//! Session middleware configuration.
//!
//! Sessions live in process memory; the cookie only carries a signed id.
//! Restarting the storefront therefore starts every shopper over, which is
//! acceptable because a session never holds more than an unfinished checkout.

use secrecy::ExposeSecret;
use tower_sessions::{
    Expiry, MemoryStore, SessionManagerLayer,
    cookie::{Key, SameSite, time::Duration},
    service::SignedCookie,
};

use crate::config::{ConfigError, StorefrontConfig};

/// Session cookie name.
pub const SESSION_COOKIE_NAME: &str = "awis_session";

/// Session expiry time in seconds (1 day of inactivity).
const SESSION_EXPIRY_SECONDS: i64 = 24 * 60 * 60;

/// Session layer type used by the router.
pub type StorefrontSessionLayer = SessionManagerLayer<MemoryStore, SignedCookie>;

/// Create the session layer with an in-memory store and signed cookies.
///
/// # Errors
///
/// Returns an error if the session secret is too short to derive a signing key.
pub fn create_session_layer(config: &StorefrontConfig) -> Result<StorefrontSessionLayer, ConfigError> {
    let key = Key::try_from(config.session_secret.expose_secret().as_bytes()).map_err(|e| {
        ConfigError::InsecureSecret("STOREFRONT_SESSION_SECRET".to_string(), e.to_string())
    })?;

    Ok(SessionManagerLayer::new(MemoryStore::default())
        .with_name(SESSION_COOKIE_NAME)
        .with_expiry(Expiry::OnInactivity(Duration::seconds(SESSION_EXPIRY_SECONDS)))
        .with_secure(config.is_secure())
        .with_same_site(SameSite::Lax)
        .with_http_only(true)
        .with_path("/")
        .with_signed(key))
}
// Copyright 2024 Kevin Ludwig
//
// Licensed under the Apache License, Version 2.0 (the "License");
// you may not use this file except in compliance with the License.
// You may obtain a copy of the License at
//
//     http://www.apache.org/licenses/LICENSE-2.0
//
// Unless required by applicable law or agreed to in writing, software
// distributed under the License is distributed on an "AS IS" BASIS,
// WITHOUT WARRANTIES OR CONDITIONS OF ANY KIND, either express or implied.
// See the License for the specific language governing permissions and
// limitations under the License.

use log::error;
use pika_ds::FlashStorage;
use pika_fs::{FsError, Result};
use zerocopy::{little_endian::U32, FromZeros, IntoBytes};

use crate::{
    format::{id_add, id_sub, FileHeader, Index, RecordHeader, RECORD_HEADER_LEN},
    FileSystemServer,
};

/// Records short enough for one combined header-and-payload read.
const COMBINED_READ: u32 = 32;

/// In-memory position state of an open file. `first*`/`last*` locate the
/// oldest and newest live records in the ring; they are rebuilt by
/// `scan_file` and kept current by `write_record`.
#[derive(Debug, Clone, Copy)]
pub(crate) struct File {
    pub header: FileHeader,
    pub lastidx: Index,
    pub lastoff: u32,
    pub firstidx: Index,
    pub firstoff: u32,
    pub recordcnt: u32,
    /// The erase ahead of `lastoff` already happened (a previous append
    /// erased but failed to program), so a retry must not erase again.
    pub early_erased: bool,
}

impl File {
    pub fn new(header: FileHeader) -> Self {
        Self {
            header,
            lastidx: Index::ERASED,
            lastoff: 0,
            firstidx: Index::ERASED,
            firstoff: 0,
            recordcnt: 0,
            early_erased: false,
        }
    }
}

impl<DS: FlashStorage> FileSystemServer<DS> {
    fn read_index(&self, address: u32) -> Result<Index> {
        let mut index = Index::new_zeroed();
        self.read_at(address, index.as_mut_bytes())?;
        Ok(index)
    }

    /// Locates the oldest and newest live records by reading entry ids
    /// only, in O(log n) reads: one probe per sector to find any record,
    /// then two halving-interval searches around it.
    pub(crate) fn scan_file(&self, file: &mut File) -> Result<()> {
        let header = file.header;
        let stride = header.stride();
        let base = header.sector.get() * self.sector_size;
        let run = header.sector_count() * self.sector_size;
        let total = run / stride;
        let cap = header.capacity();

        file.lastidx = Index::ERASED;
        file.lastoff = 0;
        file.firstidx = Index::ERASED;
        file.firstoff = 0;
        file.recordcnt = 0;
        file.early_erased = false;

        if total == 0 || cap == 0 {
            return Ok(());
        }

        // Find any record as a starting point, one probe per sector,
        // backing off a slot where the probe would straddle a boundary.
        let step = (self.sector_size / stride + 1) * stride;
        let mut offset = 0u32;
        for _ in 0..header.sector_count() {
            if offset + stride > run {
                break;
            }
            let id = self.read_index(base + offset)?;
            if id.is_valid() && id.no() >= header.first_id.get() {
                file.lastidx = id;
                file.lastoff = offset;
                break;
            }
            offset += step;
            if offset % self.sector_size > stride {
                offset -= stride;
            }
        }

        file.firstidx = file.lastidx;
        file.firstoff = file.lastoff;

        if !file.lastidx.is_valid() {
            return Ok(());
        }

        // Newest record: stretch forward from the seed as far as the ids
        // stay contiguous, halving the reach on every miss.
        let max_record = cap - 1;
        let mut diff: i64 = 0;
        let mut interval = total - 1;
        while interval != 0 {
            let slot = (file.lastoff / stride + interval) % total;
            let probe = slot * stride;
            let id = self.read_index(base + probe)?;
            if id.is_valid()
                && id.no() >= header.first_id.get()
                && id.no() == id_add(file.lastidx.no(), interval)
            {
                file.lastidx = id;
                file.lastoff = probe;
                diff += interval as i64;
                if interval == 1 {
                    // Keep crawling slot by slot; halving would stop early.
                    continue;
                }
            }
            interval /= 2;
        }

        // The seed is more than two logical laps behind the newest record:
        // the ring rotated past it and only the newest position is certain.
        if diff > 2 * max_record as i64 {
            file.firstidx = file.lastidx;
            file.firstoff = file.lastoff;
            diff = 0;
        }
        diff -= max_record as i64;

        // Oldest record: the same search seeded at the other end, unless the
        // seed already carries the lowest id still belonging to the file.
        if file.firstidx.no() != header.first_id.get() {
            let mut interval = diff;
            while interval != 0 && diff != 0 {
                let slot = {
                    let raw = (file.firstoff / stride) as i64 + interval;
                    if raw < 0 {
                        raw + total as i64
                    } else {
                        raw % total as i64
                    }
                };
                let probe = slot as u32 * stride;
                let id = self.read_index(base + probe)?;
                let expected = if interval >= 0 {
                    id_add(file.firstidx.no(), interval as u32)
                } else {
                    id_sub(file.firstidx.no(), (-interval) as u32)
                };
                if id.is_valid() && id.no() >= header.first_id.get() && id.no() == expected {
                    file.firstidx = id;
                    file.firstoff = probe;
                    diff -= interval;
                    if interval == 1 || interval == -1 {
                        continue;
                    }
                }
                interval /= 2;
            }
        }

        let span = id_add(id_sub(file.lastidx.no(), file.firstidx.no()), 1);
        file.recordcnt = span.min(cap);
        Ok(())
    }

    /// Appends one record. The payload is programmed first and the entry
    /// header last, so a power cut in between leaves the slot erased and
    /// the previous newest record intact.
    pub(crate) fn write_record(&self, file: &mut File, data: &[u8]) -> Result<usize> {
        let header = file.header;
        let stride = header.stride();
        let base = header.sector.get() * self.sector_size;
        let run = header.sector_count() * self.sector_size;
        let cap = header.capacity();

        let mut offset = file.lastoff;
        if file.lastidx.is_valid() {
            offset += stride;
        }
        if offset + stride > run {
            offset = 0;
        }

        // Erase every sector this record enters at its first byte. This is
        // where the oldest records get consumed once the ring is full.
        let first_sector = offset / self.sector_size;
        let last_sector = (offset + stride - 1) / self.sector_size;
        let fresh_from = if offset % self.sector_size == 0 {
            first_sector
        } else {
            first_sector + 1
        };
        let erases_ahead = fresh_from <= last_sector;
        if erases_ahead && !file.early_erased {
            for sector in fresh_from..=last_sector {
                self.erase_at(base + sector * self.sector_size)?;
            }
        }

        let no = if file.lastidx.is_valid() {
            id_add(file.lastidx.no(), 1)
        } else {
            1
        };

        let record_size = header.record_size.get() as usize;
        let mut payload = vec![0xff; record_size];
        let copy = data.len().min(record_size);
        payload[..copy].copy_from_slice(&data[..copy]);

        let checksum = if header.encrypted() {
            let Some(cipher) = &self.cipher else {
                error!("File {} is encrypted but no key is mounted", display_name(&header.name));
                return Err(FsError::Invalid.into());
            };
            let tag = cipher.tag(&header, no, &payload);
            cipher.apply(&header, no, &mut payload);
            tag
        } else {
            crc32fast::hash(&payload)
        };
        let entry = RecordHeader {
            id: Index::new(no),
            checksum: U32::new(checksum),
        };

        let programmed = self
            .write_at(base + offset + RECORD_HEADER_LEN, &payload)
            .and_then(|()| self.write_at(base + offset, entry.as_bytes()));
        if let Err(err) = programmed {
            // Rebuild the position state; remember the erase so a retry does
            // not consume another sector's worth of old records.
            self.scan_file(file)?;
            file.early_erased = erases_ahead;
            return Err(err);
        }
        file.early_erased = false;

        file.lastidx = Index::new(no);
        file.lastoff = offset;
        if file.recordcnt < cap {
            file.recordcnt += 1;
            if !file.firstidx.is_valid() {
                file.firstidx = file.lastidx;
                file.firstoff = offset;
            }
        } else {
            file.firstidx = Index::new(id_add(file.firstidx.no(), 1));
            file.firstoff += stride;
            if file.firstoff + stride > run {
                file.firstoff = 0;
            }
        }
        Ok(record_size)
    }

    /// Reads up to `buffer.len()` bytes of the record at logical position
    /// `index`, starting `skip` bytes into its payload.
    pub(crate) fn read_record(
        &self,
        file: &File,
        index: u32,
        skip: u32,
        buffer: &mut [u8],
    ) -> Result<usize> {
        if !file.firstidx.is_valid() || index >= file.recordcnt {
            return Err(FsError::NotFound.into());
        }

        let header = &file.header;
        let stride = header.stride();
        let base = header.sector.get() * self.sector_size;
        let total = header.sector_count() * self.sector_size / stride;
        let record_size = header.record_size.get();

        let len = buffer.len().min(record_size.saturating_sub(skip) as usize);
        if len == 0 {
            return Ok(0);
        }

        let slot = (file.firstoff / stride + index) % total;
        let address = base + slot * stride;
        let expected = id_add(file.firstidx.no(), index);

        let accept = |entry: &RecordHeader| {
            entry.id.is_valid()
                && entry.id.no() == expected
                && entry.id.no() >= header.first_id.get()
        };

        if header.encrypted() {
            let mut record = vec![0u8; stride as usize];
            self.read_at(address, &mut record)?;
            let mut entry = RecordHeader::new_zeroed();
            entry
                .as_mut_bytes()
                .copy_from_slice(&record[..RECORD_HEADER_LEN as usize]);
            if !accept(&entry) {
                return Err(FsError::NotFound.into());
            }
            let Some(cipher) = &self.cipher else {
                return Err(FsError::Invalid.into());
            };
            let payload = &mut record[RECORD_HEADER_LEN as usize..];
            cipher.apply(header, entry.id.no(), payload);
            if cipher.tag(header, entry.id.no(), payload) != entry.checksum.get() {
                error!(
                    "Record {} of {} fails authentication",
                    entry.id.no(),
                    display_name(&header.name)
                );
                return Err(FsError::CorruptRecord.into());
            }
            buffer[..len].copy_from_slice(&payload[skip as usize..skip as usize + len]);
        } else if stride <= COMBINED_READ {
            let mut record = [0u8; COMBINED_READ as usize];
            let record = &mut record[..stride as usize];
            self.read_at(address, record)?;
            let mut entry = RecordHeader::new_zeroed();
            entry
                .as_mut_bytes()
                .copy_from_slice(&record[..RECORD_HEADER_LEN as usize]);
            if !accept(&entry) {
                return Err(FsError::NotFound.into());
            }
            let payload = &record[RECORD_HEADER_LEN as usize..];
            if crc32fast::hash(payload) != entry.checksum.get() {
                error!(
                    "Record {} of {} fails its checksum",
                    entry.id.no(),
                    display_name(&header.name)
                );
                return Err(FsError::CorruptRecord.into());
            }
            buffer[..len].copy_from_slice(&payload[skip as usize..skip as usize + len]);
        } else {
            let mut entry = RecordHeader::new_zeroed();
            self.read_at(address, entry.as_mut_bytes())?;
            if !accept(&entry) {
                return Err(FsError::NotFound.into());
            }
            self.read_at(address + RECORD_HEADER_LEN + skip, &mut buffer[..len])?;
        }
        Ok(len)
    }
}

pub(crate) fn display_name(name: &[u8; 8]) -> String {
    let end = name.iter().position(|&byte| byte == 0).unwrap_or(name.len());
    String::from_utf8_lossy(&name[..end]).into_owned()
}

### Work to complete
Retype the records above from the very first line down to the line with "Session cookie name.", keeping both of those lines. Include nothing beyond them.

### Reply
//! Session middleware configuration.
//!
//! Sessions live in process memory; the cookie only carries a signed id.
//! Restarting the storefront therefore starts every shopper over, which is
//! acceptable because a session never holds more than an unfinished checkout.

use secrecy::ExposeSecret;
use tower_sessions::{
    Expiry, MemoryStore, SessionManagerLayer,
    cookie::{Key, SameSite, time::Duration},
    service::SignedCookie,
};

use crate::config::{ConfigError, StorefrontConfig};

/// Session cookie name.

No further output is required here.